[Data extracted from a collection]
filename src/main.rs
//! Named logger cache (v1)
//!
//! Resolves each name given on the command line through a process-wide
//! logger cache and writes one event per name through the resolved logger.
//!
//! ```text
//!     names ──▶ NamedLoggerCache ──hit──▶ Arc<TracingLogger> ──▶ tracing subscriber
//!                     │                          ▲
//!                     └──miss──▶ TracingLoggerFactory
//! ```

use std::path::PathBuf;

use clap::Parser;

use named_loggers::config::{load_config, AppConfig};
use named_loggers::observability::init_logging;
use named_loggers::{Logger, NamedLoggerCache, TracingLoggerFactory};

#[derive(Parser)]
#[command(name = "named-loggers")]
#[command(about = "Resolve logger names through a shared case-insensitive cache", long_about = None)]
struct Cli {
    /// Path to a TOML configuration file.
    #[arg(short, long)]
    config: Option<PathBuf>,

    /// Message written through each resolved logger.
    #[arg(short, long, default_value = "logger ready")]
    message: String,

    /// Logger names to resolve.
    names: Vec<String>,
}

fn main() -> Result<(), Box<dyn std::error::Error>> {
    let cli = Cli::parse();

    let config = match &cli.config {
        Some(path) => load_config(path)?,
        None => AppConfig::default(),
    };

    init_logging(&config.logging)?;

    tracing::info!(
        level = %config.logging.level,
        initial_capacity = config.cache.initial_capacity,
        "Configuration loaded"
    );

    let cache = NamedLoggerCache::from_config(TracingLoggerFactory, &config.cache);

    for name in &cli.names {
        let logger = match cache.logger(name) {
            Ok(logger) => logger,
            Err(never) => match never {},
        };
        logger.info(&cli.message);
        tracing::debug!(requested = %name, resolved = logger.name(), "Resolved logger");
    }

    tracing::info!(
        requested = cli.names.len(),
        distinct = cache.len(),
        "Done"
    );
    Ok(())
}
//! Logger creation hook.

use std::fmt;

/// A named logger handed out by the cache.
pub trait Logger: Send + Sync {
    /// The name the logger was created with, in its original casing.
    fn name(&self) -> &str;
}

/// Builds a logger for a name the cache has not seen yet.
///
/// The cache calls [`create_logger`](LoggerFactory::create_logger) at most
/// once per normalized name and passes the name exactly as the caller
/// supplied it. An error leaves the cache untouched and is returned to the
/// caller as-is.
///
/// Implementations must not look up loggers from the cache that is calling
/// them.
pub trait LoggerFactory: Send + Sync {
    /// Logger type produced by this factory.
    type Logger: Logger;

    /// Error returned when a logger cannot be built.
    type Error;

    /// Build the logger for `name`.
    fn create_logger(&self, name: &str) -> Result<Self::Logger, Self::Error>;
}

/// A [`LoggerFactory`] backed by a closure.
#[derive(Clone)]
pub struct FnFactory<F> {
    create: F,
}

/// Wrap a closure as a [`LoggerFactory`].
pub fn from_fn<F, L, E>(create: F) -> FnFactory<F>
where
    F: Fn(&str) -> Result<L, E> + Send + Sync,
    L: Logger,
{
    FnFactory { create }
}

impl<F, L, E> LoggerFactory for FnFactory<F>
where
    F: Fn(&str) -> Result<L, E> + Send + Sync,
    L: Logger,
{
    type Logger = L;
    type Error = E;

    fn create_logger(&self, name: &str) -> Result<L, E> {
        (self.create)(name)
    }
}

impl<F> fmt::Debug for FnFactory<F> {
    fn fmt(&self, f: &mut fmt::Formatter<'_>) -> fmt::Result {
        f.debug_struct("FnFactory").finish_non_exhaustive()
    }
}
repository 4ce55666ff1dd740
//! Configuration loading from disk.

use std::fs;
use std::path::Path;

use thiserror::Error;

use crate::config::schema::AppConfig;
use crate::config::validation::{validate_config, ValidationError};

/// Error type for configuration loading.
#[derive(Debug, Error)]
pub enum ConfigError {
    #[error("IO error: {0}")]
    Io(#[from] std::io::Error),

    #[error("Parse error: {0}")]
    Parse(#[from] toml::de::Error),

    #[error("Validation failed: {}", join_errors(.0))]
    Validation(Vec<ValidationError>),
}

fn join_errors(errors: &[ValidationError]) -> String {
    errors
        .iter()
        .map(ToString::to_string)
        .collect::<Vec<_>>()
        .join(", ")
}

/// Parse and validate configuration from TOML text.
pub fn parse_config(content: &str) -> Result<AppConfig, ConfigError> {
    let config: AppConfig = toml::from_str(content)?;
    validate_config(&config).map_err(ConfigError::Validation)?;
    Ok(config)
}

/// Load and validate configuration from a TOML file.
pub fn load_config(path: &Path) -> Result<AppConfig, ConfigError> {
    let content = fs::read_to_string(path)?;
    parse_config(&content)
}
==
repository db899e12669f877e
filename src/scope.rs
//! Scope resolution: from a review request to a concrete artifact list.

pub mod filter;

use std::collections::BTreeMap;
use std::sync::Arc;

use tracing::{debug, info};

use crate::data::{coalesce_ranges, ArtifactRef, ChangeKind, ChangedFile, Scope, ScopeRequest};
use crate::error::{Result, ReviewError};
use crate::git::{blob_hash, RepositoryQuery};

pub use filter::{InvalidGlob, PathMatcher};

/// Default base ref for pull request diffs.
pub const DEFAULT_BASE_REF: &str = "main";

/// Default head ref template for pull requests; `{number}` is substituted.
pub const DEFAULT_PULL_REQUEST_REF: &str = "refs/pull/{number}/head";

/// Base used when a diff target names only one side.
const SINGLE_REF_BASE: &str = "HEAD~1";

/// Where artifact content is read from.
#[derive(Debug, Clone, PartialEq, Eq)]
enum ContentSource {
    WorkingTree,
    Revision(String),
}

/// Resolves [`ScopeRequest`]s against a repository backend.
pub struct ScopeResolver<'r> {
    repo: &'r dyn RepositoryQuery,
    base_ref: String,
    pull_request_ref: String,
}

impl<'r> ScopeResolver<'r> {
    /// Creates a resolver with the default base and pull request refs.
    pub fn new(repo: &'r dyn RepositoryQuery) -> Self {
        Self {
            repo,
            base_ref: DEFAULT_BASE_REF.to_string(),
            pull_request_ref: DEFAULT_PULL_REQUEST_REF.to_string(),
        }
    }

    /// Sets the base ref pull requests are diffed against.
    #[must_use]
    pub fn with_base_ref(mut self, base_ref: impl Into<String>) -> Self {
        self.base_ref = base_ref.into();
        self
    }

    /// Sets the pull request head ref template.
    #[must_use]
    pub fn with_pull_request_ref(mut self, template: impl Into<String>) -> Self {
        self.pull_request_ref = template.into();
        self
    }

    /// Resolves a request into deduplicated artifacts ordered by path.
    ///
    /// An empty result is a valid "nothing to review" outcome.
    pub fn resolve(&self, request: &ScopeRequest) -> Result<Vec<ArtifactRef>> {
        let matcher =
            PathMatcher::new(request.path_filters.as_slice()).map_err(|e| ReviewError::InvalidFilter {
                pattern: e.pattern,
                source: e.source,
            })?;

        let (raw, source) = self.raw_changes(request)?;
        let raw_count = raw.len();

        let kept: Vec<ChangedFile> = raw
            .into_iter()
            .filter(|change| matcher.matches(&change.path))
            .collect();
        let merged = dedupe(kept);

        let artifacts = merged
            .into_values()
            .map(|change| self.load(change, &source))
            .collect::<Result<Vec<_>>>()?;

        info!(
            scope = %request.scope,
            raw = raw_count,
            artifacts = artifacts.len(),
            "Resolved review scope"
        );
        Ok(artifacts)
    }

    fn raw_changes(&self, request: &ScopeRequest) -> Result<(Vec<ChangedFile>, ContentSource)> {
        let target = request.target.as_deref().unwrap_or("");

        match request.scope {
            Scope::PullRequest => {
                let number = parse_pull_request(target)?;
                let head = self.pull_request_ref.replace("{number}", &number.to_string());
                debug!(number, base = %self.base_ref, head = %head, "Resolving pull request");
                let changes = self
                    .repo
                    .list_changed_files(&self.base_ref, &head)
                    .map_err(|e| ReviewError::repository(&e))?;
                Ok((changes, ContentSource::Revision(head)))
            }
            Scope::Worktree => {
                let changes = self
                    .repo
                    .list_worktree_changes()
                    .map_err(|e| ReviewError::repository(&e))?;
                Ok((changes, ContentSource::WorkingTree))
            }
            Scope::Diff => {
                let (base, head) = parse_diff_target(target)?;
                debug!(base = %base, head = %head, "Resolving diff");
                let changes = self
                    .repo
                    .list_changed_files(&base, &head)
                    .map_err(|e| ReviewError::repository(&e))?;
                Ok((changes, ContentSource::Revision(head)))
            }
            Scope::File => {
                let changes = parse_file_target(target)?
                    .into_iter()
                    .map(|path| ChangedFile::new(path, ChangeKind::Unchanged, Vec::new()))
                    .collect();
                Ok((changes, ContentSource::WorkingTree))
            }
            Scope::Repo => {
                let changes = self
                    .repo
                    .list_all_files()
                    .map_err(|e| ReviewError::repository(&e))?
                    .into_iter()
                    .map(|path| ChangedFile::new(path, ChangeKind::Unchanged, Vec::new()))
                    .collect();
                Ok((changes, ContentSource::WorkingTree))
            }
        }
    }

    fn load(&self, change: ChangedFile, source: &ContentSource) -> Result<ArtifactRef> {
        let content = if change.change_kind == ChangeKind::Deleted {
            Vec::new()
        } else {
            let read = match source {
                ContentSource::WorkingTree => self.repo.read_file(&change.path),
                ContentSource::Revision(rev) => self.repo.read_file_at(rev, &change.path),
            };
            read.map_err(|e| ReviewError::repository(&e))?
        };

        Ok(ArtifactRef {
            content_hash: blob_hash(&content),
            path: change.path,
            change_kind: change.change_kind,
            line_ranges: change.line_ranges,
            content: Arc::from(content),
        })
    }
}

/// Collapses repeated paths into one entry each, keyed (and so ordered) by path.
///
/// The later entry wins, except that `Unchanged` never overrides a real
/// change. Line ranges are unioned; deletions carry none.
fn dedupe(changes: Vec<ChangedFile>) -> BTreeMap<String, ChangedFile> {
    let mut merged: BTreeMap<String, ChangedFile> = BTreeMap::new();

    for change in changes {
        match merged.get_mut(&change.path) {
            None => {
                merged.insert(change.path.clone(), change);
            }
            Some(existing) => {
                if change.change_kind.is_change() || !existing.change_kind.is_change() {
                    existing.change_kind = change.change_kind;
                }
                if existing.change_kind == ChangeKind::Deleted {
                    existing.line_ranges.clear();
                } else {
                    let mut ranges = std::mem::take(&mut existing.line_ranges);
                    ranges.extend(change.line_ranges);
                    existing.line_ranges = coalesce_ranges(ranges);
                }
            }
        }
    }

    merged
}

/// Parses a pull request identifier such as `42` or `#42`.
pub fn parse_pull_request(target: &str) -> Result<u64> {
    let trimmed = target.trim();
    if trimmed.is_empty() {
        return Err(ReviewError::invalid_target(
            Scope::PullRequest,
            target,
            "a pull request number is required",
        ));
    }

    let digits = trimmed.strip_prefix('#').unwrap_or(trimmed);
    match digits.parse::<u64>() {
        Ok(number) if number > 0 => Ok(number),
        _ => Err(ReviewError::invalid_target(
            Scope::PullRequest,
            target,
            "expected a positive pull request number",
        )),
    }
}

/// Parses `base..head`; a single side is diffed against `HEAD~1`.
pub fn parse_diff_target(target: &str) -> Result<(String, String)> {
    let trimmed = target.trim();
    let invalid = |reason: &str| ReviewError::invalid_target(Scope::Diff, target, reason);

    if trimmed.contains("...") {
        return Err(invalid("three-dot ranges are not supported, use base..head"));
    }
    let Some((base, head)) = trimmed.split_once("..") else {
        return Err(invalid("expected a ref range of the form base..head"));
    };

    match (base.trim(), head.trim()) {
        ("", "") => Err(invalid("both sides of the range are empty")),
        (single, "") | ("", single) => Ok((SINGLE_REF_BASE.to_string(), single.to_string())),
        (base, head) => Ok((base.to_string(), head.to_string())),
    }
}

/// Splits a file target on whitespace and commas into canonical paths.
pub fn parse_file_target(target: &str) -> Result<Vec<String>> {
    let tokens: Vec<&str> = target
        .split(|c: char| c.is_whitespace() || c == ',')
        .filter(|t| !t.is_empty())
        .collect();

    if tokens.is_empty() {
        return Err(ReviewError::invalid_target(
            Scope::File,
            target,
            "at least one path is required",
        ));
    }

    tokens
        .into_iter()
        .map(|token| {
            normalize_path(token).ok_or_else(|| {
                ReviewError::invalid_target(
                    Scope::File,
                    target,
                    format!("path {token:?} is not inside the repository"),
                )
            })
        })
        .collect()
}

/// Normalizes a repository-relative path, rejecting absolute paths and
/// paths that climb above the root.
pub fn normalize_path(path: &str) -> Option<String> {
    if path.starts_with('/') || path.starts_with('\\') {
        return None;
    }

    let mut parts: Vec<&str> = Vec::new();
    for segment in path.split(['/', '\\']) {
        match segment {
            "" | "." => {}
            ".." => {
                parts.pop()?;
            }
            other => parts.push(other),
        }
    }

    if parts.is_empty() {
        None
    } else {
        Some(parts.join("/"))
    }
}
==
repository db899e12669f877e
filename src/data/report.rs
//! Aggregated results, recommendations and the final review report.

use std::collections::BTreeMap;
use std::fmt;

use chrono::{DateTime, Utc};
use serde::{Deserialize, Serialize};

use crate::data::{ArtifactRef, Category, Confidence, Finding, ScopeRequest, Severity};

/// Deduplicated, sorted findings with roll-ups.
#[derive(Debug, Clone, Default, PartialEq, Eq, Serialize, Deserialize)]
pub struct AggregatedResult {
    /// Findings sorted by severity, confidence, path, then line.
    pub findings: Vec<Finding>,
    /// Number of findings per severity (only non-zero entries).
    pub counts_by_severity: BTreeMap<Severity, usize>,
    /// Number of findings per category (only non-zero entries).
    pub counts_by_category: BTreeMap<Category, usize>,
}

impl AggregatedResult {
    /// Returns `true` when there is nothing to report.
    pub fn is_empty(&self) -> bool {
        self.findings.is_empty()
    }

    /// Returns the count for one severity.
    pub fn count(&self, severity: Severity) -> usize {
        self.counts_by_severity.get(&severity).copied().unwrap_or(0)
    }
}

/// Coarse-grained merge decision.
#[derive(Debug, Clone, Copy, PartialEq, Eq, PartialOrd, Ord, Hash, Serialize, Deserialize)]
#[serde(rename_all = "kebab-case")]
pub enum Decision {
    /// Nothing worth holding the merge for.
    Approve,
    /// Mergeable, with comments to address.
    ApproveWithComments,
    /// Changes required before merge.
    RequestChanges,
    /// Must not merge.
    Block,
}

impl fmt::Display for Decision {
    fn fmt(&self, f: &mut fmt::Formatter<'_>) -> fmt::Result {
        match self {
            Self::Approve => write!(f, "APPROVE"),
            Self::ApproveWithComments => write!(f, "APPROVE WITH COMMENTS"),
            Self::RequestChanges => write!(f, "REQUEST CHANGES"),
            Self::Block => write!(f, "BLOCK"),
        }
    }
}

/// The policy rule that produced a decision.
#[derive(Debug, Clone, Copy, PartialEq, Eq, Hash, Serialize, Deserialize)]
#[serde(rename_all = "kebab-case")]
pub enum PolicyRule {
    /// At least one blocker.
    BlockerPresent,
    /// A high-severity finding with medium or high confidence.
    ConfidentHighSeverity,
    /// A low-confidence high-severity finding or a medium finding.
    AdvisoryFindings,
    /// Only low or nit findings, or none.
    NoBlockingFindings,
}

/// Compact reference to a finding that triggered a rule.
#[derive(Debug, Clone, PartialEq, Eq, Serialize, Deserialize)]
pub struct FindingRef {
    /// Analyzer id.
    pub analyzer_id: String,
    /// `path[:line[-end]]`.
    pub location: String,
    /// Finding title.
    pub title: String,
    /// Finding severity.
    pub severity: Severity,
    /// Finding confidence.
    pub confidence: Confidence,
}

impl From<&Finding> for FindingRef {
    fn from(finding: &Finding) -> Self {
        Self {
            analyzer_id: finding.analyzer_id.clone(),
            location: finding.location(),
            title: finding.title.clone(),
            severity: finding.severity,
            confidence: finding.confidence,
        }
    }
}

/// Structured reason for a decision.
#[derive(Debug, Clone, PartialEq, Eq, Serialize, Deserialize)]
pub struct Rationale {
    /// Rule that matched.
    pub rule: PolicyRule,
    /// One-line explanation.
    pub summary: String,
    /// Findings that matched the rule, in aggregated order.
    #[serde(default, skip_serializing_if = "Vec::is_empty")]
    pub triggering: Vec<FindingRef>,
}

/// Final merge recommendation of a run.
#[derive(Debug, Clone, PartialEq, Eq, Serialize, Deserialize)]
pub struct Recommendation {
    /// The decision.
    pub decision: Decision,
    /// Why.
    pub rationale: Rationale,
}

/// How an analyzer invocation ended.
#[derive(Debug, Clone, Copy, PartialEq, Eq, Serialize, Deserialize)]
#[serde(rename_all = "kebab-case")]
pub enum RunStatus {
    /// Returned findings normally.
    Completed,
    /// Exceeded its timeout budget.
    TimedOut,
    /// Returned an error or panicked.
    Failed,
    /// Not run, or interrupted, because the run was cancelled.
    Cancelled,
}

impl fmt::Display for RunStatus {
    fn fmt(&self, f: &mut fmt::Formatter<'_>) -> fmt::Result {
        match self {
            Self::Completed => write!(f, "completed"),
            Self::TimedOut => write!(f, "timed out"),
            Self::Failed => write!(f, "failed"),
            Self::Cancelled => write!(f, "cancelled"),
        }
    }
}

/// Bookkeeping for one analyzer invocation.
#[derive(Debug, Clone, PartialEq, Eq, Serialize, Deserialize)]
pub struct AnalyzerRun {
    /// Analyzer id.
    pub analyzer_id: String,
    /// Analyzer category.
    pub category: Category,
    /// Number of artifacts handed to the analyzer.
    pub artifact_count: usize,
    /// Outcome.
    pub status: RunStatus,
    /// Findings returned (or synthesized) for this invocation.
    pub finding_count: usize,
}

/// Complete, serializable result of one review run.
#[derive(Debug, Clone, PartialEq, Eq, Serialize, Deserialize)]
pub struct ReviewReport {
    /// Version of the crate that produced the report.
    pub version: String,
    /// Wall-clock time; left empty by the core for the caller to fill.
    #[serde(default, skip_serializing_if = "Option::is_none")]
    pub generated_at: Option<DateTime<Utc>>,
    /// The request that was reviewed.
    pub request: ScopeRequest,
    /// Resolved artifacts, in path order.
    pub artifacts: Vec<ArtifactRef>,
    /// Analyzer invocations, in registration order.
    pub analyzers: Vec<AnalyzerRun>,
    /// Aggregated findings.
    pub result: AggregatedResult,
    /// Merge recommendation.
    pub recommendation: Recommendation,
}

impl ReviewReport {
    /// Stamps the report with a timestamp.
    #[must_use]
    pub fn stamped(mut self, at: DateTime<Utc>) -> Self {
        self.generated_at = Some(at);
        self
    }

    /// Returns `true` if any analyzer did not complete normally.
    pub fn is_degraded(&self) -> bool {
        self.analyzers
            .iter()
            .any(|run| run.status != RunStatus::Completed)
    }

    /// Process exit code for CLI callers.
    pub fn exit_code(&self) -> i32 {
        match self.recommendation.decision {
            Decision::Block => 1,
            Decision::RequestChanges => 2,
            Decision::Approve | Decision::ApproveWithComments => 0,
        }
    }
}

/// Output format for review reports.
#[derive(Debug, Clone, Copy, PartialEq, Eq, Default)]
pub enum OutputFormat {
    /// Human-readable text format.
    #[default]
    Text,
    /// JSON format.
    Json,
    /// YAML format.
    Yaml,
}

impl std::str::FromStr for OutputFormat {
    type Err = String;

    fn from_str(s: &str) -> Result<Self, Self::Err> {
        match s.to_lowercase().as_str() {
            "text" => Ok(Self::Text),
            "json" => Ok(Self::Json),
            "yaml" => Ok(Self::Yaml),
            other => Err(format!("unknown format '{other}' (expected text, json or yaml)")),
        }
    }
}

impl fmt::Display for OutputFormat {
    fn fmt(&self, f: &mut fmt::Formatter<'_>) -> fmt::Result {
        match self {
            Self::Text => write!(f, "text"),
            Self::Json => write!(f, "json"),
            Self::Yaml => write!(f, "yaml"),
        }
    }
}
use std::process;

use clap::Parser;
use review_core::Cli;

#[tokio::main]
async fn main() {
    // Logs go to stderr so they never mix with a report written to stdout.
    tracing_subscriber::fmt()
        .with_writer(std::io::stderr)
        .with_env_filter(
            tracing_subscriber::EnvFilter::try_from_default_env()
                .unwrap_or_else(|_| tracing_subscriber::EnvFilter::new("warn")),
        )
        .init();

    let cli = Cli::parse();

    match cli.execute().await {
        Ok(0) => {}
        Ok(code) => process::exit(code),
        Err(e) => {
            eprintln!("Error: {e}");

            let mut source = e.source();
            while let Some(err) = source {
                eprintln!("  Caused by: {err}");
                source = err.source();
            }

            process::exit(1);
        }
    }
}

**TASK DETAILS:** Write out each line above with the word "ApproveWithComments".

**FINISHED TASK:**
    ApproveWithComments,
            Self::ApproveWithComments => write!(f, "APPROVE WITH COMMENTS"),
            Decision::Approve | Decision::ApproveWithComments => 0,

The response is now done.